Well, it soon may be, but not in a way most privacy advocates would endorse. Retail stores will soon be able to follow you around the store –  or even outside the store if you just walk by without entering – using the WiFi antenna built into your smartphone.

How would they do it? Pretty simple really. When you come within range of a properly configured WiFi access point, it can record the wireless MAC address of your phone – a unique 12-digit number. Every time you pass by, that AP can log that number. If you enter that store or café every day, it will soon have a detailed record of when you (or at least your phone) entered and departed.

[Congress considers ban on smartphone tracking apps and Mickey Mouse knows what you did last summer]

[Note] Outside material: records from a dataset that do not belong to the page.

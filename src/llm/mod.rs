pub mod models;
pub mod provider;
pub mod providers;
pub mod registry;
pub mod request;
pub mod types;
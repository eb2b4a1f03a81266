use crate::llm::types::{ModelInfo, ModelList};

/// Non-chat capability ids the model selector always offers.
/// They are never sent to the completion endpoint.
pub const CAPABILITY_MODELS: [&str; 4] = ["tts-1", "tts-1-hd", "image-dalle", "whisper-1"];

pub fn is_capability_model(id: &str) -> bool {
    CAPABILITY_MODELS.contains(&id)
}

/// Appends each capability id that the listing does not already contain.
pub fn augment_with_capability_models(list: &mut ModelList) {
    for id in CAPABILITY_MODELS {
        if !list.data.iter().any(|m| m.id == id) {
            list.data.push(ModelInfo {
                id: id.to_string(),
                object: "model".to_string(),
            });
        }
    }
}
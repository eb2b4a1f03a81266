pub mod message;
pub mod store;

pub use message::{FunctionCallDraft, Message, MessageBody, MessageId};
pub use store::{Conversation, ConversationTicket};
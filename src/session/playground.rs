use std::sync::Arc;

use crate::config::{AppConfig, CompareConfig, GeneratorConfig};
use crate::conversation::{Message, MessageId};
use crate::errors::PlaygroundResult;
use crate::llm::models::augment_with_capability_models;
use crate::llm::provider::LlmProvider;
use crate::llm::types::{ModelList, SamplingConfig};
use crate::session::column::Column;
use crate::session::compare::{CompareCoordinator, CompareReplies, Side};
use crate::session::functions::{load_example_functions, FunctionDefinition};
use crate::session::generate;
use crate::session::history::HistoryLog;

/// What a send produced.
#[derive(Debug, Clone)]
pub enum TurnOutcome {
    /// Blank input or nothing to send.
    Ignored,
    Single(Option<Message>),
    Compare(CompareReplies),
}

/// Everything one playground window owns: the provider handle, the main
/// column, the optional compare pair and the history log.
pub struct PlaygroundSession {
    provider: Arc<dyn LlmProvider>,
    main: Column,
    compare: Option<CompareCoordinator>,
    history: HistoryLog,
    sampling_defaults: SamplingConfig,
    compare_config: CompareConfig,
    generator: GeneratorConfig,
}

impl PlaygroundSession {
    pub fn new(provider: Arc<dyn LlmProvider>, config: &AppConfig) -> Self {
        tracing::info!(provider = provider.name(), model = %config.sampling.model, "session started");
        Self {
            provider,
            main: Column::new(config.sampling.clone(), config.session.system_message.clone()),
            compare: None,
            history: HistoryLog::new(),
            sampling_defaults: config.sampling.clone(),
            compare_config: config.compare.clone(),
            generator: config.generator.clone(),
        }
    }

    pub fn main(&self) -> &Column {
        &self.main
    }

    pub fn main_mut(&mut self) -> &mut Column {
        &mut self.main
    }

    pub fn history(&self) -> &HistoryLog {
        &self.history
    }

    pub fn is_comparing(&self) -> bool {
        self.compare.is_some()
    }

    pub fn compare_mut(&mut self) -> Option<&mut CompareCoordinator> {
        self.compare.as_mut()
    }

    /// Column addressed by `side`, or the main column for `None`.
    /// `None` when a side is asked for outside compare mode.
    pub fn column_mut(&mut self, side: Option<Side>) -> Option<&mut Column> {
        match side {
            None => Some(&mut self.main),
            Some(side) => self.compare.as_mut().map(|c| c.column_mut(side)),
        }
    }

    /// Sends `text` to the main column, or to both sides in compare mode.
    pub async fn send(&mut self, text: &str) -> TurnOutcome {
        let before = self.main.conversation.len();
        let outcome = match self.compare.as_mut() {
            Some(compare) => match compare
                .send(&mut self.main.conversation, self.provider.as_ref(), text)
                .await
            {
                Some(replies) => TurnOutcome::Compare(replies),
                None => TurnOutcome::Ignored,
            },
            None => {
                if text.trim().is_empty() {
                    TurnOutcome::Ignored
                } else {
                    TurnOutcome::Single(self.main.send(self.provider.as_ref(), text).await)
                }
            }
        };
        self.record_since(before);
        outcome
    }

    /// Reports the function result attached to assistant turn `id` in the
    /// column picked by `side`.
    pub async fn send_function_result(&mut self, side: Option<Side>, id: MessageId) -> Option<Message> {
        let provider = Arc::clone(&self.provider);
        let column = self.column_mut(side)?;
        let reply = column.send_function_result(provider.as_ref(), id).await;
        if let Some(message) = &reply {
            self.history.record(message);
        }
        reply
    }

    /// Attaches the definition called `name` to assistant turn `id` in the
    /// column picked by `side`. The column's own functions are searched
    /// first, then the main column's. False when the column, the definition
    /// or an assistant turn with that id is missing.
    pub fn attach_function(&mut self, side: Option<Side>, id: MessageId, name: &str) -> bool {
        let from_main = self.main.functions.get(name).map(|f| f.json_definition.clone());
        let Some(column) = self.column_mut(side) else {
            return false;
        };
        let Some(json) = column.functions.get(name).map(|f| f.json_definition.clone()).or(from_main) else {
            tracing::debug!(function = name, "no such function");
            return false;
        };
        column.conversation.attach_function(id, &json)
    }

    fn record_since(&mut self, start: usize) {
        for message in self.main.conversation.messages().iter().skip(start) {
            self.history.record(message);
        }
    }

    /// Clears the main transcript. Compare sides and history are kept.
    pub fn clear(&mut self) {
        self.main.clear();
        tracing::info!("main conversation cleared");
    }

    /// Starts compare mode with both sides copied from the main transcript.
    /// Already comparing: keeps the current pair.
    pub fn enter_compare(&mut self) -> &mut CompareCoordinator {
        let main = &self.main;
        let defaults = &self.sampling_defaults;
        let cfg = &self.compare_config;
        self.compare.get_or_insert_with(|| {
            CompareCoordinator::enter(
                &main.conversation,
                SamplingConfig {
                    model: cfg.left_model.clone(),
                    ..defaults.clone()
                },
                SamplingConfig {
                    model: cfg.right_model.clone(),
                    ..defaults.clone()
                },
                &main.system_message,
            )
        })
    }

    pub fn exit_compare(&mut self) -> Option<CompareCoordinator> {
        let previous = self.compare.take();
        if previous.is_some() {
            tracing::info!("leaving compare mode");
        }
        previous
    }

    /// Remote model listing plus the capability-only ids.
    pub async fn list_models(&self) -> PlaygroundResult<ModelList> {
        let mut list = self.provider.list_models().await?;
        augment_with_capability_models(&mut list);
        Ok(list)
    }

    /// Generates a system message and installs it on the main column.
    pub async fn generate_system_message(&mut self, prompt: &str) -> PlaygroundResult<Option<String>> {
        let generated = generate::generate_system_message(self.provider.as_ref(), &self.generator, prompt).await?;
        if let Some(text) = &generated {
            self.main.system_message = text.clone();
        }
        Ok(generated)
    }

    /// Generates a definition and adds it to the main column's functions
    /// once it parses.
    pub async fn generate_function(&mut self, description: &str) -> PlaygroundResult<Option<FunctionDefinition>> {
        let Some(text) = generate::generate_function_definition(self.provider.as_ref(), &self.generator, description).await?
        else {
            return Ok(None);
        };
        let function = FunctionDefinition::parse(&text)?;
        self.main.functions.add(function.clone());
        Ok(Some(function))
    }

    /// Adds the bundled example definitions to the main column.
    pub fn load_examples(&mut self) -> PlaygroundResult<usize> {
        let examples = load_example_functions()?;
        let count = examples.len();
        for function in examples {
            self.main.functions.add(function);
        }
        Ok(count)
    }
}
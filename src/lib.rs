pub mod config;
pub mod conversation;
pub mod errors;
pub mod llm;
pub mod session;

use std::sync::Arc;

use crate::config::AppConfig;
use crate::errors::PlaygroundResult;
use crate::llm::registry::ProviderRegistry;
use crate::session::PlaygroundSession;

/// Installs the global fmt subscriber. `RUST_LOG` wins; default level is `info`.
pub fn init_tracing() {
    tracing_subscriber::fmt()
        .with_env_filter(
            tracing_subscriber::EnvFilter::try_from_default_env()
                .unwrap_or_else(|_| tracing_subscriber::EnvFilter::new("info")),
        )
        .with_writer(std::io::stderr)
        .init();
}

/// Everything the front-end needs to start.
pub struct Playground {
    pub config: AppConfig,
    pub registry: ProviderRegistry,
    pub session: PlaygroundSession,
}

/// Loads `.env` and the config file, builds the provider registry and opens a
/// session on the active provider. A missing or broken config file falls back
/// to the built-in defaults.
pub fn bootstrap() -> PlaygroundResult<Playground> {
    // Load .env file if present (ignore error if not found)
    let _ = dotenvy::dotenv();

    let config = match config::load_config() {
        Ok(cfg) => cfg,
        Err(e) => {
            tracing::warn!(error = %e, "Failed to load config; using defaults");
            AppConfig::default()
        }
    };

    let registry = ProviderRegistry::from_config(&config)?;
    let provider = registry.get_active()?;
    let session = PlaygroundSession::new(Arc::clone(&provider), &config);
    Ok(Playground {
        config,
        registry,
        session,
    })
}
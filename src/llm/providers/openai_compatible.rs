use std::time::{Duration, Instant};

use async_trait::async_trait;

use crate::errors::{PlaygroundError, PlaygroundResult};
use crate::llm::provider::LlmProvider;
use crate::llm::types::{Completion, CompletionRequest, CompletionResponse, ModelList};

pub struct OpenAiCompatibleProvider {
    id: String,
    api_base: String,
    api_key: String,
    client: reqwest::Client,
}

impl OpenAiCompatibleProvider {
    pub fn new(id: String, api_base: String, api_key: String, timeout: Duration) -> PlaygroundResult<Self> {
        let client = reqwest::Client::builder()
            .timeout(timeout)
            .build()
            .map_err(|e| PlaygroundError::Config(format!("failed to build HTTP client: {e}")))?;
        Ok(Self {
            id,
            api_base: api_base.trim_end_matches('/').to_string(),
            api_key,
            client,
        })
    }

    fn endpoint(&self, path: &str) -> String {
        format!("{}/{}", self.api_base, path)
    }

    fn authorize(&self, builder: reqwest::RequestBuilder) -> reqwest::RequestBuilder {
        if self.api_key.is_empty() {
            builder
        } else {
            builder.bearer_auth(&self.api_key)
        }
    }
}

/// Maps a non-2xx response to `HttpStatus`, keeping whatever body the server sent.
async fn reject_status(response: reqwest::Response) -> PlaygroundError {
    let status = response.status();
    let body = response.text().await.unwrap_or_default();
    PlaygroundError::HttpStatus {
        status: status.as_u16(),
        reason: status.canonical_reason().unwrap_or("").to_string(),
        body,
    }
}

#[async_trait]
impl LlmProvider for OpenAiCompatibleProvider {
    fn name(&self) -> &str {
        &self.id
    }

    async fn create_chat_completion(&self, request: &CompletionRequest) -> PlaygroundResult<Completion> {
        tracing::debug!(
            provider = %self.id,
            model = %request.model,
            messages = request.messages.len(),
            "sending completion request"
        );
        tracing::debug!(
            body = %serde_json::to_string(request).unwrap_or_default(),
            "request body"
        );

        let started = Instant::now();
        let response = self
            .authorize(self.client.post(self.endpoint("chat/completions")))
            .json(request)
            .send()
            .await
            .map_err(|e| {
                tracing::warn!(provider = %self.id, error = %e, "completion request failed in transit");
                PlaygroundError::Transport(e.to_string())
            })?;

        if !response.status().is_success() {
            let err = reject_status(response).await;
            tracing::warn!(provider = %self.id, error = %err, "completion request rejected");
            return Err(err);
        }

        let bytes = response.bytes().await?;
        let elapsed_ms = u64::try_from(started.elapsed().as_millis()).unwrap_or(u64::MAX);
        let parsed: CompletionResponse =
            serde_json::from_slice(&bytes).map_err(|e| PlaygroundError::Decode(e.to_string()))?;

        tracing::info!(
            provider = %self.id,
            model = %request.model,
            elapsed_ms,
            request_id = %parsed.id,
            choices = parsed.choices.len(),
            "completion received"
        );

        Ok(Completion {
            response: parsed,
            elapsed_ms,
        })
    }

    async fn list_models(&self) -> PlaygroundResult<ModelList> {
        let response = self
            .authorize(self.client.get(self.endpoint("models")))
            .send()
            .await
            .map_err(|e| PlaygroundError::Transport(e.to_string()))?;

        if !response.status().is_success() {
            return Err(reject_status(response).await);
        }

        let list: ModelList = response.json().await?;
        tracing::info!(provider = %self.id, models = list.data.len(), "model list received");
        Ok(list)
    }
}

Think of it as Google Analytics for people; instead of measuring Web traffic, they’re measuring foot traffic. Why would stores want to do this? More on that in a minute.

I recently spoke with John Madison, VP of technical marketing for Fortinet, which builds network security appliances for major enterprises. At this week’s National Federation of Retailers conference, Fortinet unveiled a new line of WiFi security products for store owners that provide firewall, anti-malware, and intrusion protection services for their networks.

But these devices also contain work with software from a company called Euclid Analytics that allows stores to collect data on actual and potential customers. (Fortinet is hardly alone in this; Aerohive, Aruba, and Xirrus also build routers that can take advantage of Euclid Analytics software.)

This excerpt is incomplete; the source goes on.